**Work order:**
Word for word, transcribe the material below from its first line to the line with "released exactly once", both included.

**Data in this exercise:**
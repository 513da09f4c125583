//! Per-request orchestration
//!
//! A [`Runtime`] bundles everything built from one configuration snapshot:
//! the credential pool, translator and upstream client. Hot reload swaps the
//! whole runtime; requests already running keep the one they started with.
//!
//! [`Runtime::complete`] runs one chat completion end to end: prepare the
//! prompt, lease a credential and open the upstream stream, then either pump
//! it to the client or buffer it into a single completion. The credential
//! lease travels with the upstream stream, so it is released exactly once
//! whichever way the request ends.

use crate::config::Config;
use crate::error::{AppError, AppResult, UpstreamError};
use crate::handlers::openai::types::{
    ChatCompletion, ChatCompletionChunk, ChatCompletionRequest, current_timestamp,
};
use crate::metrics::{Metrics, ResponseMode};
use crate::middleware::RequestId;
use crate::pool::{CredentialId, CredentialPool, PoolSettings};
use crate::relay::{self, CharRatioCounter, Relay, RelayFrame, RelayOptions, TokenCounter};
use crate::translator::Translator;
use crate::upstream::{UpstreamClient, protocol_for};
use serde::Serialize;
use std::sync::Arc;
use std::time::Instant;
use tokio::sync::mpsc;

/// Prompt sent when checking whether a credential still works
const CHECK_PROMPT: &str = "ping";

/// How a completion is delivered
#[derive(Debug)]
pub enum GatewayResponse {
    Buffered(ChatCompletion),
    /// Output has begun: `first` is the role chunk, the rest arrives on `rx`
    Streaming {
        first: ChatCompletionChunk,
        rx: mpsc::Receiver<RelayFrame>,
    },
}

/// Result of sending a minimal completion with one credential
#[derive(Debug, Clone, Serialize)]
pub struct CredentialCheck {
    pub id: CredentialId,
    pub ok: bool,
    /// `ok`, `unauthorized`, `rejected`, `upstream_error`, `timeout`,
    /// `network` or `no_token`
    pub outcome: &'static str,
    /// Upstream HTTP status when the upstream answered with an error
    pub status: Option<u16>,
    pub latency_ms: u64,
}

pub struct Runtime {
    config: Arc<Config>,
    pool: Arc<CredentialPool>,
    translator: Translator,
    client: UpstreamClient,
    counter: Arc<dyn TokenCounter>,
    metrics: Metrics,
}

impl Runtime {
    /// Build a runtime from a validated configuration
    ///
    /// The pool's background work (initial sign-in, periodic refresh) starts
    /// only when [`Runtime::start`] is called.
    ///
    /// # Errors
    /// Returns `AppError::Config` when the upstream client cannot be built.
    pub fn build(config: Config, metrics: &Metrics) -> AppResult<Self> {
        let protocol = protocol_for(config.upstream.protocol);
        let client = UpstreamClient::new(&config.upstream, protocol.clone(), metrics.clone())?;
        let authenticator = protocol.authenticator(client.http().clone(), &config.upstream);
        let pool = CredentialPool::new(
            PoolSettings::from(&config.pool),
            &config.pool.credentials,
            authenticator,
            metrics.clone(),
        );
        let translator = Translator::new(&config, protocol);

        tracing::info!(
            protocol = client.protocol().name(),
            upstream_url = %client.url(),
            credentials = pool.len(),
            models = config.models.len(),
            "Runtime built"
        );

        Ok(Self {
            config: Arc::new(config),
            pool,
            translator,
            client,
            counter: Arc::new(CharRatioCounter),
            metrics: metrics.clone(),
        })
    }

    pub fn start(&self) {
        self.pool.start();
    }

    pub fn config(&self) -> &Arc<Config> {
        &self.config
    }

    pub fn pool(&self) -> &Arc<CredentialPool> {
        &self.pool
    }

    pub fn translator(&self) -> &Translator {
        &self.translator
    }

    pub fn client(&self) -> &UpstreamClient {
        &self.client
    }

    /// Run one chat completion
    ///
    /// Streaming responses are returned only once the relay has produced its
    /// first chunk; any failure before that is returned as an error.
    ///
    /// # Errors
    /// Translation, credential and upstream failures, mapped to `AppError`.
    pub async fn complete(
        &self,
        request: &ChatCompletionRequest,
        request_id: RequestId,
    ) -> AppResult<GatewayResponse> {
        let streaming = request
            .stream()
            .unwrap_or(self.config.relay.default_stream);
        let mode = if streaming {
            ResponseMode::Streaming
        } else {
            ResponseMode::Buffered
        };

        let result = self.run(request, request_id, streaming).await;
        // Streams that began are counted by the pump when they end
        match &result {
            Ok(GatewayResponse::Buffered(_)) => self.metrics.record_request(mode, true),
            Ok(GatewayResponse::Streaming { .. }) => {}
            Err(_) => self.metrics.record_request(mode, false),
        }
        result
    }

    async fn run(
        &self,
        request: &ChatCompletionRequest,
        request_id: RequestId,
        streaming: bool,
    ) -> AppResult<GatewayResponse> {
        let prompt = self.translator.prepare(request)?;
        let prompt_tokens = self.counter.count_chars(prompt.prompt_chars());

        tracing::debug!(
            request_id = %request_id,
            model = %request.model(),
            upstream_model = %prompt.model.upstream_id(),
            messages = prompt.messages.len(),
            streaming = streaming,
            "Prepared upstream prompt"
        );

        let deadline = self.client.deadline();
        let session = self
            .client
            .open(&self.pool, request_id, deadline, |credential| {
                self.translator.bind(&prompt, credential)
            })
            .await?;

        let relay = Relay::new(
            RelayOptions {
                completion_id: request_id.completion_id(),
                model: request.model().to_string(),
                created: current_timestamp(),
                show_think_tags: self.config.relay.show_think_tags,
                include_usage: streaming && request.include_usage(),
            },
            prompt_tokens,
            self.counter.clone(),
        );

        if !streaming {
            let completion = relay::buffer(relay, session).await?;
            tracing::info!(
                request_id = %request_id,
                completion_id = %completion.id,
                finish_reason = ?completion.choices.first().map(|c| c.finish_reason),
                total_tokens = completion.usage.total_tokens(),
                "Buffered response completed"
            );
            return Ok(GatewayResponse::Buffered(completion));
        }

        let mut rx = relay::spawn_pump(
            relay,
            session,
            self.config.relay.channel_capacity,
            self.metrics.clone(),
        );
        match rx.recv().await {
            Some(RelayFrame::Chunk(first)) => Ok(GatewayResponse::Streaming { first, rx }),
            Some(RelayFrame::Error(err)) => Err(err),
            Some(RelayFrame::Done) | None => Err(AppError::Internal(
                "relay ended before producing output".to_string(),
            )),
        }
    }
    /// Send a one-message completion with credential `id` and report whether
    /// the upstream accepted it
    ///
    /// The credential is used without a lease and its pool state is not
    /// touched; this is an operator check, not traffic.
    ///
    /// # Errors
    /// `CredentialNotFound` for an unknown id; `Internal` when the check
    /// request cannot be built.
    pub async fn check_credential(&self, id: CredentialId) -> AppResult<CredentialCheck> {
        let credential = self
            .pool
            .credential(id)
            .ok_or(AppError::CredentialNotFound(id))?;

        if credential.token().is_empty() {
            return Ok(CredentialCheck {
                id,
                ok: false,
                outcome: "no_token",
                status: None,
                latency_ms: 0,
            });
        }

        let model = self
            .config
            .models
            .first()
            .ok_or_else(|| AppError::Internal("no model configured for checks".to_string()))?;
        let request = ChatCompletionRequest::builder()
            .model(model.id())
            .user_message(CHECK_PROMPT)
            .max_tokens(1)
            .build()
            .map_err(AppError::Internal)?;
        let prompt = self.translator.prepare(&request)?;
        let upstream_request = self.translator.bind(&prompt, &credential);

        let request_id = RequestId::new();
        let started = Instant::now();
        let result = self
            .client
            .send(&upstream_request, request_id, self.client.deadline())
            .await;
        let latency_ms = started.elapsed().as_millis() as u64;

        let status = match &result {
            Err(UpstreamError::Status { status, .. }) => Some(*status),
            _ => None,
        };
        let outcome = match &result {
            // Only the response head is needed; dropping the stream closes it
            Ok(_) => "ok",
            Err(err) if err.is_unauthorized() => "unauthorized",
            Err(err) if err.is_client_error() => "rejected",
            Err(UpstreamError::Timeout { .. }) => "timeout",
            Err(UpstreamError::Network(_)) => "network",
            Err(_) => "upstream_error",
        };

        tracing::info!(
            request_id = %request_id,
            credential_id = %id,
            outcome = outcome,
            status = ?status,
            latency_ms = latency_ms,
            "Credential check finished"
        );

        Ok(CredentialCheck {
            id,
            ok: result.is_ok(),
            outcome,
            status,
            latency_ms,
        })
    }
}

**Solution:**
repository 513da09f4c125583
//! Per-request orchestration
//!
//! A [`Runtime`] bundles everything built from one configuration snapshot:
//! the credential pool, translator and upstream client. Hot reload swaps the
//! whole runtime; requests already running keep the one they started with.
//!
//! [`Runtime::complete`] runs one chat completion end to end: prepare the
//! prompt, lease a credential and open the upstream stream, then either pump
//! it to the client or buffer it into a single completion. The credential
//! lease travels with the upstream stream, so it is released exactly once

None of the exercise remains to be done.